From one of the Iraqi blogs I follow. She is a 27 year old woman living in Baghdad. In her "profile" she says: "They say there are hardly any bright sides in Iraq. That's not true, I managed to see some.... Now I'm running out of hope.
http://firstwordsfirstwalkfirstiniraq.blogspot.com/Sunday, December 24, 2006
Thank Goodness It's Friday
Unlike many people waking up on the sounds of chirping birds, commercial planes or noises of construction works, I have started to be awakened on the sound of the muezzin, not to notify me and other worshippers in the neighbourhood about times for prayers, as his job specifications stipulate, but to announce recent deaths so that men could run to the mosque to offer the funeral prayer and escort the newly killed body to the nearest cemetery. I have developed a habit of counting how many announcements are made per week and hoping that the muezzin will not say, "THE HAPPY MARTYR has left for the afterlife", a phrase denoting the fact that the deceased was killed by militias.
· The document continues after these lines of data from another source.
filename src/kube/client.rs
use std::path::PathBuf;

use anyhow::Result;
use async_trait::async_trait;
use kube::{
    api::{Patch, PatchParams, PostParams},
    config::{KubeConfigOptions, Kubeconfig},
    Api, Client, Config, ResourceExt as _,
};

use crate::{error::StoreError, logger};

use super::apis::networking::gloo::v2::RouteTable;

/// Field manager recorded on every write.
pub const FIELD_MANAGER: &str = "gloo-trafficrouter";

#[derive(Debug, Default, Clone)]
pub struct KubeClientOptions {
    pub kubeconfig: Option<PathBuf>,
    pub context: Option<String>,
}

#[derive(Clone)]
pub struct KubeClient {
    client: Client,
}

impl KubeClient {
    pub fn new(client: Client) -> Self {
        Self { client }
    }

    /// Build a client from the given kubeconfig/context, falling back to in-cluster config.
    pub async fn try_new(options: &KubeClientOptions) -> Result<Self> {
        let config = match (&options.kubeconfig, &options.context) {
            (None, None) => Config::infer().await?,
            (path, context) => {
                let kubeconfig = match path {
                    Some(path) => Kubeconfig::read_from(path)?,
                    None => Kubeconfig::read()?,
                };

                let options = KubeConfigOptions {
                    context: context.clone(),
                    ..Default::default()
                };

                Config::from_custom_kubeconfig(kubeconfig, &options).await?
            }
        };

        logger!(debug, "kube cluster url {}", config.cluster_url);

        let client = Client::try_from(config)?;

        Ok(Self::new(client))
    }

    /// Ask the api server for its version. `try_new` alone never talks to the cluster.
    pub async fn check_connection(&self) -> Result<()> {
        let info = self.client.apiserver_version().await?;

        logger!(info, "connected to kubernetes {}", info.git_version);

        Ok(())
    }

    pub fn to_client(&self) -> Client {
        self.client.clone()
    }

    fn api(&self, namespace: &str) -> Api<RouteTable> {
        Api::namespaced(self.client.clone(), namespace)
    }
}

/// Transactional access to RouteTables.
#[async_trait]
pub trait RouteTableStore: Send + Sync {
    async fn get(&self, namespace: &str, name: &str) -> Result<RouteTable, StoreError>;

    /// Overwrite `route_table` as a whole. The resourceVersion it was read with is sent along.
    async fn replace(&self, route_table: &RouteTable) -> Result<(), StoreError>;

    /// Send a JSON patch against the object `original` was read from.
    async fn patch(
        &self,
        original: &RouteTable,
        patch: &json_patch::Patch,
    ) -> Result<(), StoreError>;
}

#[async_trait]
impl RouteTableStore for KubeClient {
    async fn get(&self, namespace: &str, name: &str) -> Result<RouteTable, StoreError> {
        logger!(debug, "get RouteTable {}.{}", namespace, name);

        self.api(namespace)
            .get(name)
            .await
            .map_err(|e| StoreError::from_kube(e, namespace, name))
    }

    async fn replace(&self, route_table: &RouteTable) -> Result<(), StoreError> {
        let namespace = route_table.namespace().unwrap_or_default();
        let name = route_table.name_any();

        logger!(debug, "replace RouteTable {}.{}", namespace, name);

        let params = PostParams {
            field_manager: Some(FIELD_MANAGER.to_string()),
            ..Default::default()
        };

        self.api(&namespace)
            .replace(&name, &params, route_table)
            .await
            .map(|_| ())
            .map_err(|e| StoreError::from_kube(e, &namespace, &name))
    }

    async fn patch(
        &self,
        original: &RouteTable,
        patch: &json_patch::Patch,
    ) -> Result<(), StoreError> {
        let namespace = original.namespace().unwrap_or_default();
        let name = original.name_any();

        logger!(debug, "patch RouteTable {}.{} with {:?}", namespace, name, patch);

        let params = PatchParams {
            field_manager: Some(FIELD_MANAGER.to_string()),
            ..Default::default()
        };

        self.api(&namespace)
            .patch(&name, &params, &Patch::Json::<()>(patch.clone()))
            .await
            .map(|_| ())
            .map_err(|e| StoreError::from_kube(e, &namespace, &name))
    }
}
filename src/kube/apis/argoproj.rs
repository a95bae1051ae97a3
pub mod v1alpha1;
mod route_table;
pub use self::route_table::*;
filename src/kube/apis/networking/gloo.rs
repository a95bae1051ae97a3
pub mod v2;
use anyhow::Result;
use clap::Parser;

use crate::{
    kube::{
        apis::argoproj::v1alpha1::{SetHeaderRoute, SetMirrorRoute, WeightDestination},
        KubeClientOptions,
    },
    plugin::{TrafficRouterPlugin, Verified},
};

use super::args::{parse_weight_destination, RolloutArgs};

#[derive(Parser, Debug, Clone, PartialEq)]
pub enum SubCommand {
    /// Check that the RouteTable store is reachable
    Init,

    /// Print the traffic router type
    Type,

    /// Shift the canary weight of the rollout's RouteTable
    SetWeight {
        #[command(flatten)]
        rollout: RolloutArgs,

        /// Desired canary weight (0-100)
        #[arg(short, long, allow_negative_numbers = true)]
        weight: i32,

        /// Additional destination (SERVICE=WEIGHT or SERVICE:HASH=WEIGHT)
        #[arg(long = "additional-destination", value_parser = parse_weight_destination)]
        additional_destinations: Vec<WeightDestination>,
    },

    /// Verify the canary weight (always verified)
    VerifyWeight {
        #[command(flatten)]
        rollout: RolloutArgs,

        /// Desired canary weight (0-100)
        #[arg(short, long, allow_negative_numbers = true)]
        weight: i32,

        /// Additional destination (SERVICE=WEIGHT or SERVICE:HASH=WEIGHT)
        #[arg(long = "additional-destination", value_parser = parse_weight_destination)]
        additional_destinations: Vec<WeightDestination>,
    },

    /// Remove routes managed by this router (the canary destination is left at weight 0)
    RemoveManagedRoutes {
        #[command(flatten)]
        rollout: RolloutArgs,
    },

    /// Notify the router of new ReplicaSet hashes (no-op)
    UpdateHash {
        #[command(flatten)]
        rollout: RolloutArgs,

        #[arg(long, default_value = "")]
        canary_hash: String,

        #[arg(long, default_value = "")]
        stable_hash: String,
    },

    /// Header based routing (not supported, no-op)
    SetHeaderRoute {
        #[command(flatten)]
        rollout: RolloutArgs,

        #[arg(long, default_value = "")]
        name: String,
    },

    /// Traffic mirroring (not supported, no-op)
    SetMirrorRoute {
        #[command(flatten)]
        rollout: RolloutArgs,

        #[arg(long, default_value = "")]
        name: String,
    },
}

impl SubCommand {
    pub async fn run<P>(self, plugin: &mut P, options: &KubeClientOptions) -> Result<()>
    where
        P: TrafficRouterPlugin,
    {
        if matches!(self, SubCommand::Type) {
            println!("{}", plugin.plugin_type());
            return Ok(());
        }

        plugin.init().await?;

        match self {
            SubCommand::Init | SubCommand::Type => {}
            SubCommand::SetWeight {
                rollout,
                weight,
                additional_destinations,
            } => {
                let rollout = rollout.load(options).await?;

                plugin
                    .set_weight(&rollout, weight, &additional_destinations)
                    .await?;
            }
            SubCommand::VerifyWeight {
                rollout,
                weight,
                additional_destinations,
            } => {
                let rollout = rollout.load(options).await?;

                let verified = plugin
                    .verify_weight(&rollout, weight, &additional_destinations)
                    .await?;

                match verified {
                    Verified::Verified => println!("verified"),
                    Verified::NotVerified => println!("notVerified"),
                }
            }
            SubCommand::RemoveManagedRoutes { rollout } => {
                let rollout = rollout.load(options).await?;

                plugin.remove_managed_routes(&rollout).await?;
            }
            SubCommand::UpdateHash {
                rollout,
                canary_hash,
                stable_hash,
            } => {
                let rollout = rollout.load(options).await?;

                plugin
                    .update_hash(&rollout, &canary_hash, &stable_hash, &[])
                    .await?;
            }
            SubCommand::SetHeaderRoute { rollout, name } => {
                let rollout = rollout.load(options).await?;

                let header_route = SetHeaderRoute {
                    name,
                    ..Default::default()
                };

                plugin.set_header_route(&rollout, &header_route).await?;
            }
            SubCommand::SetMirrorRoute { rollout, name } => {
                let rollout = rollout.load(options).await?;

                let mirror_route = SetMirrorRoute {
                    name,
                    ..Default::default()
                };

                plugin.set_mirror_route(&rollout, &mirror_route).await?;
            }
        }

        Ok(())
    }
}

#[cfg(test)]
mod tests {
    use clap::error::ErrorKind;
    use pretty_assertions::assert_eq;

    use crate::cmd::Command;

    use super::*;

    #[test]
    fn set_weight_from_file() {
        let cmd = Command::try_parse_from([
            "gloo-trafficrouter",
            "set-weight",
            "-f",
            "rollout.yaml",
            "-w",
            "30",
            "--additional-destination",
            "preview=10",
        ])
        .unwrap();

        assert_eq!(
            cmd.subcommand,
            SubCommand::SetWeight {
                rollout: RolloutArgs {
                    rollout_file: Some("rollout.yaml".into()),
                    rollout: None,
                    namespace: None,
                },
                weight: 30,
                additional_destinations: vec![WeightDestination {
                    service_name: "preview".into(),
                    pod_template_hash: "".into(),
                    weight: 10,
                }],
            }
        );
    }

    #[test]
    fn set_weight_from_cluster() {
        let cmd = Command::try_parse_from([
            "gloo-trafficrouter",
            "set-weight",
            "-r",
            "httpbin",
            "-n",
            "apps",
            "-w",
            "-5",
        ])
        .unwrap();

        assert_eq!(
            cmd.subcommand,
            SubCommand::SetWeight {
                rollout: RolloutArgs {
                    rollout_file: None,
                    rollout: Some("httpbin".into()),
                    namespace: Some("apps".into()),
                },
                weight: -5,
                additional_destinations: vec![],
            }
        );
    }

    #[test]
    fn rollout_source_is_required() {
        let cmd = Command::try_parse_from(["gloo-trafficrouter", "set-weight", "-w", "30"]);

        assert_eq!(cmd.unwrap_err().kind(), ErrorKind::MissingRequiredArgument);
    }

    #[test]
    fn rollout_file_and_name_conflict() {
        let cmd = Command::try_parse_from([
            "gloo-trafficrouter",
            "remove-managed-routes",
            "-f",
            "rollout.yaml",
            "-r",
            "httpbin",
        ]);

        assert_eq!(cmd.unwrap_err().kind(), ErrorKind::ArgumentConflict);
    }
}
I gave a sigh of relief when he did not mention these scary words in a recent announcement. Sadly, step-dad joined the prayer as he always do and saw the poor man's body, the skull was severed, right eye poked and front teeth removed. No need to say happy martyrs, because there are plenty of them, any recent death is just a statistic that adds up to our bewilderment and pain.
It was not news to me when I noticed such announcements are never made on Fridays, not only because it's an official Islamic holiday, and not because Fridays are the militias' Sabbath, it is because of the blessed state-imposed curfew, which has given families a chance to gather without worrying about possible excruciating deaths of their loved ones.